Marijuana products would be sold on a consignment basis. The system would be unique in the United States but mimics established state-run stores for liquor.

Some private stores would be allowed in areas far from government-run stores.

The bill now moves to the state Senate for consideration. Democratic Rep. Javier Martinez called the bill a "grand bargain" between Senate Republican and House Democrats who merged competing proposals.

Ten states and the district of Columbia allow recreational marijuana. New Mexico would become the second state after Vermont to approve it by legislation rather than a ballot initiative.

The bill does not allow for home-grown recreational marijuana. State-approved medical marijuana patients would still be able grown their own.

Lawsuit Claims Discrimination In Sunland Park Police Stop – Associated Press

Police in a New Mexico border city are being accused of discrimination after stopping an immigrant and searching his vehicle for drugs.

The American Civil Liberties Union of New Mexico filed a lawsuit Friday in state district court against the city of Sunland Park. The group alleges a police officer unlawfully detained Oscar Gutierrez Sanchez and his young son during a March 2018 traffic stop.

Sunland Park spokesman Peter Ibarbo said the city was not in a position to comment on the litigation.

Sanchez was initially stopped because the officer accused him of speeding. The lawsuit contends the subsequent search of his vehicle was done without a warrant, consent or probable cause and that authorities turned up no contraband or evidence of illegal activity.

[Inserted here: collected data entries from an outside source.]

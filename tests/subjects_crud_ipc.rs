mod test_support;

use serde_json::json;
use test_support::{create_subject, request_err_code, request_ok, spawn_sidecar, temp_dir};

#[test]
fn subjects_crud_roundtrip_with_ownership() {
    let workspace = temp_dir("notasd-subjects-crud");
    let (mut child, mut stdin, mut reader) = spawn_sidecar();

    let _ = request_ok(
        &mut stdin,
        &mut reader,
        "1",
        "workspace.select",
        json!({ "path": workspace.to_string_lossy() }),
    );

    let subject_id = create_subject(
        &mut stdin,
        &mut reader,
        "2",
        json!({
            "userId": "ana",
            "name": "Cálculo I",
            "teacher": "Prof. Rojas",
            "evaluations": [
                { "name": "Control 1", "weight": 30 },
                { "name": "Control 2", "weight": 30 },
                { "name": "Examen", "weight": 40 }
            ]
        }),
    );
    let _ = create_subject(
        &mut stdin,
        &mut reader,
        "3",
        json!({ "userId": "ana", "name": "Álgebra" }),
    );
    let _ = create_subject(
        &mut stdin,
        &mut reader,
        "4",
        json!({ "userId": "beto", "name": "Física" }),
    );

    let listed = request_ok(
        &mut stdin,
        &mut reader,
        "5",
        "subjects.list",
        json!({ "userId": "ana" }),
    );
    let subjects = listed
        .get("subjects")
        .and_then(|v| v.as_array())
        .expect("subjects");
    assert_eq!(subjects.len(), 2);
    let calc = subjects
        .iter()
        .find(|s| s.get("id").and_then(|v| v.as_str()) == Some(subject_id.as_str()))
        .expect("created subject listed");
    assert_eq!(calc.get("evaluationCount").and_then(|v| v.as_u64()), Some(3));
    assert_eq!(calc.get("gradeCount").and_then(|v| v.as_u64()), Some(0));
    assert_eq!(calc.get("average").and_then(|v| v.as_f64()), Some(0.0));
    assert_eq!(calc.get("passing").and_then(|v| v.as_bool()), Some(false));

    let got = request_ok(
        &mut stdin,
        &mut reader,
        "6",
        "subjects.get",
        json!({ "userId": "ana", "subjectId": subject_id }),
    );
    let subject = got.get("subject").expect("subject");
    assert_eq!(subject.get("name").and_then(|v| v.as_str()), Some("Cálculo I"));
    assert_eq!(subject.get("passingGrade").and_then(|v| v.as_f64()), Some(4.0));
    let names: Vec<&str> = subject
        .get("evaluations")
        .and_then(|v| v.as_array())
        .expect("evaluations")
        .iter()
        .filter_map(|e| e.get("name").and_then(|v| v.as_str()))
        .collect();
    assert_eq!(names, vec!["Control 1", "Control 2", "Examen"]);

    assert_eq!(
        request_err_code(
            &mut stdin,
            &mut reader,
            "7",
            "subjects.get",
            json!({ "userId": "beto", "subjectId": subject_id })
        ),
        "forbidden"
    );
    assert_eq!(
        request_err_code(
            &mut stdin,
            &mut reader,
            "8",
            "subjects.delete",
            json!({ "userId": "beto", "subjectId": subject_id })
        ),
        "forbidden"
    );
    assert_eq!(
        request_err_code(
            &mut stdin,
            &mut reader,
            "9",
            "subjects.get",
            json!({ "userId": "ana", "subjectId": "nope" })
        ),
        "not_found"
    );

    let _ = request_ok(
        &mut stdin,
        &mut reader,
        "10",
        "subjects.update",
        json!({
            "userId": "ana",
            "subjectId": subject_id,
            "patch": { "name": "Cálculo Diferencial", "passingGrade": 4.5 }
        }),
    );
    let got = request_ok(
        &mut stdin,
        &mut reader,
        "11",
        "subjects.get",
        json!({ "userId": "ana", "subjectId": subject_id }),
    );
    assert_eq!(
        got.pointer("/subject/name").and_then(|v| v.as_str()),
        Some("Cálculo Diferencial")
    );
    assert_eq!(
        got.pointer("/subject/passingGrade").and_then(|v| v.as_f64()),
        Some(4.5)
    );
    assert_eq!(
        got.pointer("/subject/evaluations")
            .and_then(|v| v.as_array())
            .map(|a| a.len()),
        Some(3)
    );

    let _ = request_ok(
        &mut stdin,
        &mut reader,
        "12",
        "subjects.delete",
        json!({ "userId": "ana", "subjectId": subject_id }),
    );
    assert_eq!(
        request_err_code(
            &mut stdin,
            &mut reader,
            "13",
            "subjects.get",
            json!({ "userId": "ana", "subjectId": subject_id })
        ),
        "not_found"
    );

    drop(stdin);
    let _ = child.wait();
    let _ = std::fs::remove_dir_all(workspace);
}

#[test]
fn subject_validation_rejects_bad_plans_and_fields() {
    let workspace = temp_dir("notasd-subjects-validation");
    let (mut child, mut stdin, mut reader) = spawn_sidecar();

    let _ = request_ok(
        &mut stdin,
        &mut reader,
        "1",
        "workspace.select",
        json!({ "path": workspace.to_string_lossy() }),
    );

    let cases = [
        json!({ "userId": "ana", "name": "" }),
        json!({ "name": "Sin dueño" }),
        json!({ "userId": "ana", "name": "X", "passingGrade": 7.5 }),
        json!({ "userId": "ana", "name": "X", "examWeight": 100 }),
        json!({
            "userId": "ana",
            "name": "X",
            "evaluations": [{ "name": "A", "weight": 50 }, { "name": "A", "weight": 50 }]
        }),
        json!({ "userId": "ana", "name": "X", "evaluations": [{ "name": "A", "weight": 120 }] }),
        json!({ "userId": "ana", "name": "X", "evaluations": [{ "name": " ", "weight": 10 }] }),
        json!({ "userId": "ana", "name": "X", "evaluations": "A" }),
    ];
    for (i, params) in cases.into_iter().enumerate() {
        assert_eq!(
            request_err_code(
                &mut stdin,
                &mut reader,
                &format!("c{}", i),
                "subjects.create",
                params
            ),
            "bad_params",
            "case {}",
            i
        );
    }

    let subject_id = create_subject(
        &mut stdin,
        &mut reader,
        "2",
        json!({ "userId": "ana", "name": "Química" }),
    );
    assert_eq!(
        request_err_code(
            &mut stdin,
            &mut reader,
            "3",
            "subjects.update",
            json!({ "userId": "ana", "subjectId": subject_id, "patch": { "color": "red" } })
        ),
        "bad_params"
    );
    assert_eq!(
        request_err_code(
            &mut stdin,
            &mut reader,
            "4",
            "subjects.update",
            json!({ "userId": "ana", "subjectId": subject_id, "patch": "rename" })
        ),
        "bad_params"
    );

    drop(stdin);
    let _ = child.wait();
    let _ = std::fs::remove_dir_all(workspace);
}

The ACLU alleges that Sanchez was profiled and that such instances erode community trust.

Prosecutors Dismiss Sexual Assault Charges Against 3 Airmen – Associated Press

Prosecutors have dismissed charges against three airmen at a New Mexico Air Force base who were accused of rape.

Ninth Judicial District Attorney Andrea Reeb said Friday the charges would be dropped against Isaiah Edley, Thomas Newton, and Rahman Buchanan.

She said prosecutors would be unable to prove the case to a jury beyond a reasonable doubt. She said she made the decision after reviewing results from the state crime lab and meeting with investigators about the case.

If more evidence comes to light, she said the case could be refiled.

Court records say the three men were arrested in January and charged with second-degree criminal sexual penetration after a female airman told police they assaulted her at a house party.

All three men pleaded not guilty to the charges.